O C. Superior Tribunal de Justiça, em decisão análoga, reconheceu que a caracterização de esbulho possessório por parte do possuidor só é possível após prévia resolução judicial do contrato ou, no caso, termo, que possibilitou o uso de área pública pelo particular, como se verifica:

“Ademais, ainda que não incidisse o Enunciado n. 7 da Súmula/STJ à hipótese dos autos, o entendimento do Tribunal de origem encontra amparo na jurisprudência deste Superior Tribunal de Justiça, que já se manifestou no sentido de que, a despeito da existência de cláusula resolutiva expressa, faz-se imprescindível que se promova a prévia resolução judicial do contrato, com notificação do possuidor, pois somente após a resolução é que poderá haver posse injusta e será avaliado o alegado esbulho possessório, para fins de deferimento da liminar de reintegração na posse”. (AgRg no REsp nº 1.000.779 - MG (2007/0256359-0), Relator: Min. Massami Uyeda. TERCEIRA TURMA do Superior Tribunal de Justiça j. 05.04.2011) (g.n.)

Em que pese o fato de processos judiciais não se confundirem com os administrativos, certo é que a caracterização do esbulho possessório demanda prévio procedimento judicial, ou administrativo, que desconstitua a outorga realizada.

E isso decorre da necessidade de a Administração Pública motivar os seus atos; com efeito, se ela outorgou uma permissão de uso por um determinado período de tempo, o que, por óbvio, levou o permissionário a efetuar determinados investimentos com base nesse lapso temporal, é de direito que os motivos da revogação ou cassação da permissão de uso sejam expressos.

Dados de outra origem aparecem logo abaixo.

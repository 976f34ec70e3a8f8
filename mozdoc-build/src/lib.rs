//! # mozdoc-build
//!
//! Per-branch site build invocation and the branch build orchestrator.
//!
//! [`build_all_branches`] fans out one build task per branch (working tree
//! for the current branch, a fresh clone for every other), joins them all,
//! and writes the redirect artifact exactly once after the fan-in.

pub mod builder;
pub mod error;
pub mod generator;
pub mod orchestrator;
pub mod redirect;

pub use builder::BuildTask;
pub use error::BuildError;
pub use generator::{GeneratorError, SiteGenerator, Wintersmith};
pub use orchestrator::{
    build_all_blocking, build_all_branches, BranchOutcome, BranchSource, BuildReport,
    GitBranchSource,
};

Nesse sentido, destaque-se posicionamento esposado pelo já citado E. Tribunal de Justiça do Estado de São Paulo:

“MANDADO DE SEGURANÇA. Município de São Paulo. Comércio ambulante. Revogação de Termo de Permissão de Uso. Apesar da precariedade que caracteriza a permissão de uso e da discricionariedade do ato administrativo, aquele ato não prescinde de motivação. Requisito não preenchido pelo ato atacado, portaria do Subprefeito da Penha que revogou todos os termos de permissão de uso concedidos por aquela subprefeitura para o exercício do comércio ou serviços ambulantes. Ilegalidade reconhecida. Sentença concessiva da ordem. Recursos oficial, considerado interposto, e voluntário não providos”. (Ap. com revisão nº 0015444-94.2012.8.26.0053. Rel. Des. Antônio Carlos Villen, 10ª Câm. Dir. Púb., j. 27.01.2014) (g.n.)

A necessidade de motivação do ato que revoga ou cassa a outorga realizada, decorre também do dever de a Administração Pública observar os princípios da igualdade entre os administrados, e o da impessoalidade; na verdade, se for considerado que o permissionário, no mais das vezes, realiza determinados investimentos objetivando dar utilização à permissão que obteve, sendo que ela atende a um determinado interesse público, não cabe à Administração retirar de um para dar para outro, por mais que o ato seja precário e ela não tenha de indenizar as benfeitorias feitas no espaço cujo uso foi permitido a um particular.

De outro lado, por mais que a precariedade do ato de permissão de uso não permita qualquer indenização pelas benfeitorias realizadas na área cujo uso foi permitido, isso não implica a possibilidade de um particular locupletar às custas de outro.

Considere-se, ainda, que a permissão de uso de bem público está vinculada ao atendimento das funções sociais da cidade. Vinculação essa que demanda que a outorga da permissão de uso seja realizada objetivando tais funções, o mesmo se aplicando à precariedade do instrumento, que também

deve ter uma justificativa de observância das citadas funções, para permitir a revogação do ato de outorga de uso citado.